DRUG BUST

Farm animals have developed resistance to last-resort drugs

And researchers aren't sure how it happened.

DRUG BUST

Livestock is now resistant to our strongest antibiotics

70 percent of antibiotics sold in the US are used for farm animals.
Researchers aren't sure how the animals developed resistance to them.
DRUG BUST

Farm animals have developed resistance to last-resort drugs

And researchers aren't sure how it happened.
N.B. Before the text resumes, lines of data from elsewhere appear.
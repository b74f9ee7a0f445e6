use std::collections::HashMap;
use std::sync::Arc;

use chrono::{Duration, Utc};
use log::{debug, error, info, trace, warn};
use rocket::{
    fairing::{Fairing, Info, Kind},
    futures::future::{BoxFuture, FutureExt},
    tokio::sync::Mutex,
    Build, Rocket,
};

use crate::{
    error::Result,
    model::{
        common::election::{ElectionId, ElectionState},
        db::election::Election,
        store::Db,
    },
    scheduled_task::ScheduledTask,
    voting::lifecycle,
};

/// How long to wait before retrying a finalizer that failed.
const RETRY_INTERVAL_SECONDS: i64 = 300;

/// Map from election IDs to finalizer tasks.
type TaskMap = HashMap<ElectionId, ScheduledTask<()>>;

/// Election finalizers: scheduled tasks that close active elections at their end time.
pub struct ElectionFinalizers {
    db: Db,
    tasks: Arc<Mutex<TaskMap>>,
}

impl ElectionFinalizers {
    pub fn new(db: Db) -> Self {
        Self {
            db,
            tasks: Default::default(),
        }
    }

    /// Does the given election have a finalizer scheduled?
    pub async fn has_finalizer(&self, election: ElectionId) -> bool {
        self.tasks.lock().await.contains_key(&election)
    }

    /// Schedule a finalizer for every active election.
    pub async fn schedule_elections(&self) -> Result<()> {
        let elections = self.db.elections().await?;
        for election in elections
            .iter()
            .filter(|e| e.state == ElectionState::Activa)
        {
            self.schedule_election(election).await;
        }
        Ok(())
    }

    /// Schedule a finalizer for the given election at its end time.
    /// If one already exists, it is rescheduled.
    pub async fn schedule_election(&self, election: &Election) {
        let finalizer = Self::finalizer(election.id, self.db.clone(), self.tasks.clone());
        let mut tasks = self.tasks.lock().await;
        if let Some(task) = tasks.remove(&election.id) {
            if task.cancel().await {
                // A finalizer only completes after removing itself, so this shouldn't happen.
                warn!("Finalizer for election {} completed while being rescheduled", election.id);
            }
        }
        debug!(
            "Election {} will be finalized at {}",
            election.id, election.end_time
        );
        tasks.insert(election.id, ScheduledTask::new(finalizer, election.end_time));
    }

    /// Drop the finalizer for an election that was closed some other way.
    pub async fn cancel_election(&self, election: ElectionId) {
        let task = self.tasks.lock().await.remove(&election);
        if let Some(task) = task {
            task.cancel().await;
            trace!("Cancelled finalizer for election {election}");
        }
    }

    /// Finalize the given election, retrying later on storage failure.
    /// Since this is a recursive async function, we must use `BoxFuture` to
    /// avoid an infinitely-recursive state machine.
    fn finalizer(
        election_id: ElectionId,
        db: Db,
        tasks: Arc<Mutex<TaskMap>>,
    ) -> BoxFuture<'static, ()> {
        async move {
            debug!("Running finalizer for election {election_id}");
            match lifecycle::finalize(db.as_ref(), election_id).await {
                Ok(election) => {
                    tasks.lock().await.remove(&election_id);
                    info!(
                        "Election {election_id} closed at its end time with {} votes",
                        election.votes_cast
                    );
                }
                // Cancelled or deleted in the meantime; nothing to do.
                Err(e) if e.as_vote_error().is_some() => {
                    tasks.lock().await.remove(&election_id);
                    debug!("Finalizer for election {election_id} had nothing to do: {e}");
                }
                Err(e) => {
                    error!("Finalizer for election {election_id} failed: {e}");
                    let retry = Self::finalizer(election_id, db, tasks.clone());
                    let retry_time = Utc::now() + Duration::seconds(RETRY_INTERVAL_SECONDS);
                    tasks
                        .lock()
                        .await
                        .insert(election_id, ScheduledTask::new(retry, retry_time));
                    warn!("Failed finalizer will be retried in {RETRY_INTERVAL_SECONDS} seconds");
                }
            }
        }
        .boxed()
    }
}

/// A fairing that schedules finalizers for all active elections during Rocket ignition,
/// and places an `ElectionFinalizers` into managed state.
/// This fairing depends on the store being available in managed state,
/// and so must be attached after the fairing responsible for that.
pub struct ElectionFinalizerFairing;

#[rocket::async_trait]
impl Fairing for ElectionFinalizerFairing {
    fn info(&self) -> Info {
        Info {
            name: "Election Finalizers",
            kind: Kind::Ignite,
        }
    }

    async fn on_ignite(&self, rocket: Rocket<Build>) -> rocket::fairing::Result {
        info!("Scheduling election finalizers...");
        let db = match rocket.state::<Db>() {
            Some(db) => db.clone(),
            None => {
                error!("Store was not available when scheduling finalizers");
                return Err(rocket);
            }
        };
        let finalizers = ElectionFinalizers::new(db);
        if let Err(e) = finalizers.schedule_elections().await {
            error!("Failed to schedule election finalizers: {e}");
            return Err(rocket);
        }
        info!("...election finalizers scheduled!");

        Ok(rocket.manage(finalizers))
    }
}

#[cfg(test)]
mod tests {
    use rocket::tokio::time;

    use super::*;
    use crate::model::{
        api::election::ElectionSpec,
        store::{examples::StorageExamples, MemoryStore, Storage},
    };

    async fn wait_for_state(db: &MemoryStore, id: ElectionId, state: ElectionState) -> bool {
        for _ in 0..200 {
            if db.election(id).await.unwrap().unwrap().state == state {
                return true;
            }
            time::sleep(time::Duration::from_millis(10)).await;
        }
        false
    }

    #[rocket::async_test]
    async fn overdue_elections_are_finalized() {
        let db = Arc::new(MemoryStore::with_roster().await);
        let mut spec = ElectionSpec::current_example();
        spec.end_time = Utc::now() + Duration::milliseconds(50);
        let (election, ..) = db.active_election_with_candidates(spec).await;
        let (open, ..) = db
            .active_election_with_candidates(ElectionSpec::current_example())
            .await;

        let finalizers = ElectionFinalizers::new(db.clone());
        finalizers.schedule_elections().await.unwrap();
        assert!(finalizers.has_finalizer(open.id).await);

        assert!(wait_for_state(&db, election.id, ElectionState::Finalizada).await);
        assert!(!finalizers.has_finalizer(election.id).await);
        assert_eq!(
            db.election(open.id).await.unwrap().unwrap().state,
            ElectionState::Activa
        );
    }

    #[rocket::async_test]
    async fn cancelled_finalizers_do_nothing() {
        let db = Arc::new(MemoryStore::with_roster().await);
        let mut spec = ElectionSpec::current_example();
        spec.end_time = Utc::now() + Duration::milliseconds(50);
        let (election, ..) = db.active_election_with_candidates(spec).await;

        let finalizers = ElectionFinalizers::new(db.clone());
        finalizers.schedule_election(&election).await;
        finalizers.cancel_election(election.id).await;
        assert!(!finalizers.has_finalizer(election.id).await);

        time::sleep(time::Duration::from_millis(150)).await;
        assert_eq!(
            db.election(election.id).await.unwrap().unwrap().state,
            ElectionState::Activa
        );
    }

    #[rocket::async_test]
    async fn cancelled_elections_are_left_alone() {
        let db = Arc::new(MemoryStore::with_roster().await);
        let mut spec = ElectionSpec::current_example();
        spec.end_time = Utc::now() + Duration::milliseconds(50);
        let (election, ..) = db.active_election_with_candidates(spec).await;
        let finalizers = ElectionFinalizers::new(db.clone());
        finalizers.schedule_election(&election).await;
        lifecycle::cancel(db.as_ref(), election.id).await.unwrap();

        for _ in 0..200 {
            if !finalizers.has_finalizer(election.id).await {
                break;
            }
            time::sleep(time::Duration::from_millis(10)).await;
        }
        assert!(!finalizers.has_finalizer(election.id).await);
        assert_eq!(
            db.election(election.id).await.unwrap().unwrap().state,
            ElectionState::Cancelada
        );
    }
}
A new study just published by the American Society for Microbiology has found something potentially disturbing: Some of the strongest antibiotics, reserved only for severe, human infections, have somehow made their way to livestock. The research demonstrated, via direct collection of data from farm animals, livestock resistance to carbapenems, antibiotics used for infections that are caused by multidrug, drug-resistant bacterias. They are almost always reserved for people who are hospitalized.

Carbapenems are not approved for animal use, making them illegal in livestock application, in addition to being very expensive. So how did these pigs develop resistance to them? In part, researchers think that it's because livestock commonly receive other, less powerful antibiotics throughout their lives, thereby lessening their resistance to the more powerful ones. Carbapenem-resistant bacteria, the report says, "has been described as heralding the end of the antibiotic era," and that the global spread of them would be an "urgent threat to public health."

Many people are unaware that most of the medically useful antibiotics sold in the United States — up to 70 percent — are used on livestock. Although the scientific community (and indeed the current report) have long counselled farmers to use antibiotics sparingly and only to treat infection, the vast majority of them are used to increase the size of the animals raised and to “overcompensate for crowded, unsanitary conditions,” according to the National Resources Defense Council. A 2014 CDC report estimated that up to half of antibiotics used in livestock were unnecessary and inappropriate.

The overuse of antibiotics in both humans and animals has led to widespread resistance, with more infections found each year to be resistant to currently available medications, and new drugs are slow to come to market. Many believe that without a massive rollback in our applications of antibiotics, the number of people who die each year from bacterial infections will continue to balloon, outpacing cancer deaths by 2050.